Why does my Azure VM deployment keep failing with AllocationFailed?
AllocationFailed means Azure couldn't find capacity for your requested VM size in the region or availability zone you selected. This is a supply constraint on Azure's side, not a problem with your account or configuration. Your fastest options are: switch to a different region (try East US 2 if East US is failing), switch to a different availability zone within the same region, or try a different VM size series with equivalent specs, for example, Dsv6 instead of Dasv7. If you need a specific region and size combination for compliance or latency reasons, open a support request, Microsoft can sometimes provision quota ahead of time for planned workloads.
I deployed my Azure VM successfully but I can't connect to it, what's wrong?
Nine times out of ten, this is a Network Security Group rule issue. In the portal, go to your VM → Networking → Network settings and check your inbound port rules. For Linux VMs, TCP port 22 must be allowed. For Windows VMs, TCP port 3389 must be allowed. If the rules are there but you're still blocked, check whether the source IP is correctly set, if it's set to your specific IP address and your IP has changed (common with home ISPs), update it. Also verify the VM is in a Running state and not Stopped, a Stopped (deallocated) VM loses its public IP unless you're using a static IP address reservation.
How much does an Azure virtual machine actually cost per month?
Azure charges an hourly price based on your VM's size and operating system. For partial hours, you only pay for the minutes used. But the VM compute cost is just one line item, storage is priced and charged completely separately. You're also paying for your OS disk (charged at the managed disk rate), any data disks you attach, a public IP address if you're using one, and outbound data transfer over a certain threshold. The Azure Hybrid Benefit can meaningfully cut costs if you have existing Windows Server or SQL Server licenses with Software Assurance.
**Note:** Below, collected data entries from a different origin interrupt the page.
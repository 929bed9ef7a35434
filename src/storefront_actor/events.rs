//! Interaction events for the storefront page.
//!
//! Each click, keystroke or submit on the page becomes one [`PageEvent`]. The
//! page answers with the [`PageOutcome`] variant of the same name.

use crate::catalog::{AddonId, MenuItemId, Size};
use crate::model::{FormField, Notification, OrderRequest, Section, Selection};
use crate::pricing::PriceBreakdown;
use serde::{Deserialize, Serialize};

#[derive(Debug, Clone, PartialEq, Eq, Serialize, Deserialize)]
pub enum PageEvent {
    /// A menu card was clicked.
    SelectItem(MenuItemId),
    /// An add-on checkbox was flipped.
    ToggleAddon(AddonId),
    /// A size was picked.
    ChooseSize(Size),
    /// The "Отменить" button.
    Cancel,
    /// A keystroke in one of the form inputs; `value` is the whole new content.
    EditField { field: FormField, value: String },
    /// The form was submitted.
    Submit,
    /// A navigation button was clicked.
    Navigate(Section),
    /// Read the current price breakdown.
    Quote,
}

/// Results from page events. Variants match 1:1 with [`PageEvent`].
#[derive(Debug, Clone, PartialEq, Eq, Serialize, Deserialize)]
pub enum PageOutcome {
    SelectItem {
        selection: Selection,
        scroll_to: Section,
    },
    ToggleAddon {
        selected: bool,
        total: u32,
    },
    ChooseSize {
        total: u32,
    },
    Cancel,
    EditField,
    Submit(Submission),
    Navigate {
        scroll_to: Section,
    },
    Quote(PriceBreakdown),
}

/// How a submission ended.
#[derive(Debug, Clone, PartialEq, Eq, Serialize, Deserialize)]
pub enum Submission {
    /// The page went back to idle and the form was cleared.
    Accepted {
        order: OrderRequest,
        notification: Notification,
    },
    /// Nothing changed on the page.
    Rejected {
        item_missing: bool,
        missing_fields: Vec<FormField>,
        notification: Notification,
    },
}

impl Submission {
    pub fn notification(&self) -> &Notification {
        match self {
            Submission::Accepted { notification, .. } => notification,
            Submission::Rejected { notification, .. } => notification,
        }
    }

    pub fn is_accepted(&self) -> bool {
        matches!(self, Submission::Accepted { .. })
    }
}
Use the Azure Pricing Calculator and the Virtual machines selector tool in the portal to get a full cost estimate before deploying, not after.
What's the difference between stopping and deallocating an Azure VM?
This one catches a lot of people off guard. If you "Stop" a VM from inside the operating system (like running shutdown now on Linux), the VM transitions to a Stopped state but Azure still charges you for the compute because the underlying hardware is still reserved for your VM. To actually stop billing for compute, you need to Deallocate the VM, in the portal, click the Stop button at the top of the VM blade, and Azure will ask to confirm deallocating it. When deallocated, you no longer pay for the VM's compute, though you still pay for the OS disk and any other attached storage. Note: a deallocated VM loses its dynamic public IP address, so if you need a consistent IP, assign a static (reserved) public IP before stopping.
How do I achieve 99.99% uptime SLA with Azure Virtual Machines?
Microsoft's 99.99% SLA for Azure VMs requires two specific conditions: you need two or more VM instances, and they must be deployed across two or more Availability Zones within the same Azure region. A single VM, even in an availability zone, only gets a lower SLA. The practical way to meet this for most apps is to deploy your VMs inside a Virtual Machine Scale Set with zone-redundant deployment and put them behind an Azure Load Balancer. This also gives you automatic instance scaling based on demand or schedule. For more on the exact SLA terms, check the SLA for Azure Virtual Machines page in Microsoft's official service descriptions.